NEO a Qatar usa num dos seu principais vôos diários o 350-1000 que antes era feito pelo 380 que tem o nºvôo 001.

New Engine Option

  • Mensagens: 2016
Disse que a Qatar alternava o A380 com outros na rota... Eu sei disso.

Rex

  • Mensagens: 967
Uma análise interessante, o paradigma pode mudar de novo para a verticalização do negócio com as construtoras a quererem uma maior fatia do "bolo" global, desde os componentes pré linha de montagem aos serviços pós-venda (MRO,etc)

ANALYSIS: How the NMA might prepare Boeing for a 737 replacement
Boeing's new mid-market airplane (NMA) concept may be much larger than a single aircraft programme
https://www.flightglobal.com/news/articles/analysis-how-the-nma-might-prepare-boeing-for-a-737-455844/
« Última modificação: 19 de Fevereiro 2019, 22:19:34 por Rex »


nunopinheiro

  • Mensagens: 3657
Ando a dizer isso desde que esta conversa começou há uns anos. Claro que não era o único, é impossível ser original nos dias de hoje.

Predictor

  • Mensagens: 138
O problema é que se a Boeing faz um wide body a Airbus avança para o A322.

Penso que seria melhor avançar para um 797 single aisle, onde o base seria uma espécie de 321 com 220 pax, conseguirem fazer um modelo abaixo, para as low cost até 200 pax e dois acima para irem até aos 270.

Continuaria a haver os problemas de handling, but still. Um projecto muito mais future proof e obrigaria a Airbus a muito mais esforços.

nunopinheiro

  • Mensagens: 3657
Ficam é com um buraco do lado de baixo.
Implicava a Embraer lançar QQ nova mais o menos do tamanho do A220.
Não é um problema simples.  E temos de nos lembrar como é que este duopolio gosta de se posicionar, tipo sanduíche sem verdadeiro confronto directo.

pedferre

  • Mensagens: 350
O que sei é que a Bombardier já está integrada na Airbus à algum tempo (e já estão a fazer a linha de montagem extra nos EUA), e a parceria da Boeing com a Embraer ainda nem saiu do papel.

Cebola

  • Mensagens: 217
O que sei é que a Bombardier já está integrada na Airbus à algum tempo (e já estão a fazer a linha de montagem extra nos EUA), e a parceria da Boeing com a Embraer ainda nem saiu do papel.
A aprovação do negocio Boeing - Embraer só teve aprovação do governo na semana passada... é o que dá lidar com governos burocraticos.
E já há processos contra por parte dos investidores privados...
Embora a Embraer esteja a vender bem, veremos se a Airbus não ultrapassa pela direita à conta destes obstaculos de secretaria...

Cebola

  • Mensagens: 217
Ficam é com um buraco do lado de baixo.
Implicava a Embraer lançar QQ nova mais o menos do tamanho do A220.
Não é um problema simples.  E temos de nos lembrar como é que este duopolio gosta de se posicionar, tipo sanduíche sem verdadeiro confronto directo.

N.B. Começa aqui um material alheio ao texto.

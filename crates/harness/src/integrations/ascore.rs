//! AScore phosphosite localization.
//!
//! Scores a search engine's synopsis file against the dataset's DTA
//! spectra. The search type picks the synopsis file and is validated up
//! front; an unknown type is a `ValidationFailure`, not a launch attempt.

use crate::collaborators::SpectraKind;
use crate::context::JobContext;
use crate::integrations::{Integration, RequiredInput, ValidationFailure};
use crate::postprocess::{locate_artifacts, rename_to_canonical, PostProcessError};
use harness_core::markers::MarkerError;
use harness_core::{
    Effect, MarkerTable, Matcher, OutputDescriptor, ResumePoint, RunRequest, UnitLabels,
};
use std::path::PathBuf;

pub const NAME: &str = "ascore";

const OUTPUT_PATTERN: &str = "*_ascore.txt";

#[derive(Debug, Clone, Copy, PartialEq, Eq)]
pub enum SearchType {
    Sequest,
    XTandem,
    Inspect,
    MsgfPlus,
}

impl SearchType {
    pub fn parse(value: &str) -> Result<Self, ValidationFailure> {
        match value.trim().to_ascii_lowercase().as_str() {
            "sequest" => Ok(Self::Sequest),
            "xtandem" | "x!tandem" => Ok(Self::XTandem),
            "inspect" => Ok(Self::Inspect),
            "msgfplus" | "msgf+" | "msgfdb" => Ok(Self::MsgfPlus),
            _ => Err(ValidationFailure::UnsupportedSearchType(value.to_string())),
        }
    }

    pub fn as_str(&self) -> &'static str {
        match self {
            Self::Sequest => "sequest",
            Self::XTandem => "xtandem",
            Self::Inspect => "inspect",
            Self::MsgfPlus => "msgfplus",
        }
    }

    pub fn synopsis_file(&self, dataset: &str) -> String {
        match self {
            Self::Sequest => format!("{dataset}_syn.txt"),
            Self::XTandem => format!("{dataset}_xt.txt"),
            Self::Inspect => format!("{dataset}_inspect_syn.txt"),
            Self::MsgfPlus => format!("{dataset}_msgfplus_syn.txt"),
        }
    }
}

#[derive(Debug, Clone)]
pub struct AScore {
    executable: PathBuf,
    console: MarkerTable,
}

impl AScore {
    pub fn new(executable: impl Into<PathBuf>) -> Result<Self, MarkerError> {
        let console = MarkerTable::new()
            .with(
                Matcher::regex(r"(?i)^Percent complete:\s*([\d.]+)\s*%?")?,
                Effect::ProgressFromGroup(1),
            )
            .with(
                Matcher::regex(r"(?i)^Processed (\d+) of (\d+) spectra")?,
                Effect::ProgressFraction { done: 1, total: 2 },
            )
            .with(Matcher::regex(r"(?i)skipping spectrum")?, Effect::UnitFailed)
            .with(Matcher::regex(r"(?i)^warning\b")?, Effect::Warning);

        Ok(Self {
            executable: executable.into(),
            console,
        })
    }

    fn search_type(ctx: &JobContext) -> Result<SearchType, ValidationFailure> {
        SearchType::parse(ctx.require_param("search_type")?)
    }

    pub fn canonical_name(ctx: &JobContext) -> String {
        format!("{}_ascore.txt", ctx.dataset())
    }
}

impl Integration for AScore {
    fn name(&self) -> &'static str {
        NAME
    }

    fn validate(&self, ctx: &JobContext) -> Result<(), ValidationFailure> {
        Self::search_type(ctx).map(|_| ())
    }

    fn spectra_kind(&self) -> Option<SpectraKind> {
        Some(SpectraKind::DtaText)
    }

    fn required_inputs(&self, ctx: &JobContext) -> Result<Vec<RequiredInput>, ValidationFailure> {
        let search_type = Self::search_type(ctx)?;
        Ok(vec![
            RequiredInput::param_file(ctx.require_param_file()?),
            RequiredInput::data_file(search_type.synopsis_file(ctx.dataset())),
        ])
    }

    fn build_request(
        &self,
        ctx: &JobContext,
        _resume: Option<&ResumePoint>,
    ) -> Result<RunRequest, ValidationFailure> {
        let search_type = Self::search_type(ctx)?;
        let param_file = ctx.require_param_file()?;
        let synopsis = search_type.synopsis_file(ctx.dataset());
        let dta = SpectraKind::DtaText.file_name(ctx.dataset());
        let args = vec![
            format!("-T:{}", search_type.as_str()),
            format!("-F:{}", ctx.working_file(&synopsis).display()),
            format!("-D:{}", ctx.working_file(&dta).display()),
            format!("-P:{}", ctx.working_file(param_file).display()),
            format!("-O:{}", ctx.working_dir.display()),
        ];

        Ok(RunRequest::new(
            &self.executable,
            &ctx.working_dir,
            ctx.key.clone(),
            OutputDescriptor::file(OUTPUT_PATTERN),
        )
        .with_args(args))
    }

    fn console_markers(&self) -> &MarkerTable {
        &self.console
    }

    fn unit_labels(&self) -> UnitLabels {
        UnitLabels::new("spectra", "could not be scored")
    }

    fn post_process(
        &self,
        ctx: &JobContext,
        request: &RunRequest,
    ) -> Result<Vec<PathBuf>, PostProcessError> {
        let dest = ctx.working_file(&Self::canonical_name(ctx));
        if dest.is_file() {
            return Ok(vec![dest]);
        }
        let produced = locate_artifacts(&ctx.working_dir, &request.expected_output)?;
        let Some(src) = produced.first() else {
            return Err(PostProcessError::ArtifactNotFound {
                dir: ctx.working_dir.clone(),
                pattern: OUTPUT_PATTERN.to_string(),
            });
        };
        Ok(vec![rename_to_canonical(src, &dest)?])
    }

    fn result_table(&self, ctx: &JobContext) -> Option<PathBuf> {
        Some(ctx.working_file(&Self::canonical_name(ctx)))
    }
}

Julgo que será mais facil o 797 vir a ter versões 6 e 7 para cobrir esse buraco em vez da Embraer arrancar agora com um novo projecto.
Estou convicto que a Boeing vai perder terreno para a Airbus neste capitulo pois o 321 está a vender muito bem e o 322 pode vir a ser "o tal" substituto do 757. Resta saber qual o range que terá.

nunopinheiro

  • Mensagens: 3657
cebola o A321 ja é o substituto do B757 o XLR até já faz mais que o que o  B757 fazia em muitos aspetos. A questão é mais se há espaço para onde estava o B767.
« Última modificação: 20 de Fevereiro 2019, 11:31:14 por nunopinheiro »


pedferre

  • Mensagens: 350
E a Boeing fica com o risco de ter "investido" num país que é um bocado irregular (e de 3º mundo), que já virou para a extrema-esquerda (PT), agora virou para a extrema-direita. Por um lado tem um custo de mão de obra mais baixo que no Canadá (Bombardier CSeries adquirida pela Airbus), por outro lado a Airbus investiu num país estável (Canadá), embora o custo da mão de obra seja mais caro.
Quanto à integração no Quebec falam frances/ingles a integração no universo Airbus a nivel de lingua é facil. Já integrar a Embraer na Boeing, é os brasileiros só falarem Ingles, porque Americanos não vão aprender português de certeza. :)
« Última modificação: 20 de Fevereiro 2019, 12:27:24 por pedferre »


Cebola

  • Mensagens: 217
Sim mas não tem a lotação de um 300.
O XLR estará ao nivel de um 200 em termos de capacidade/range, ou estarei errado?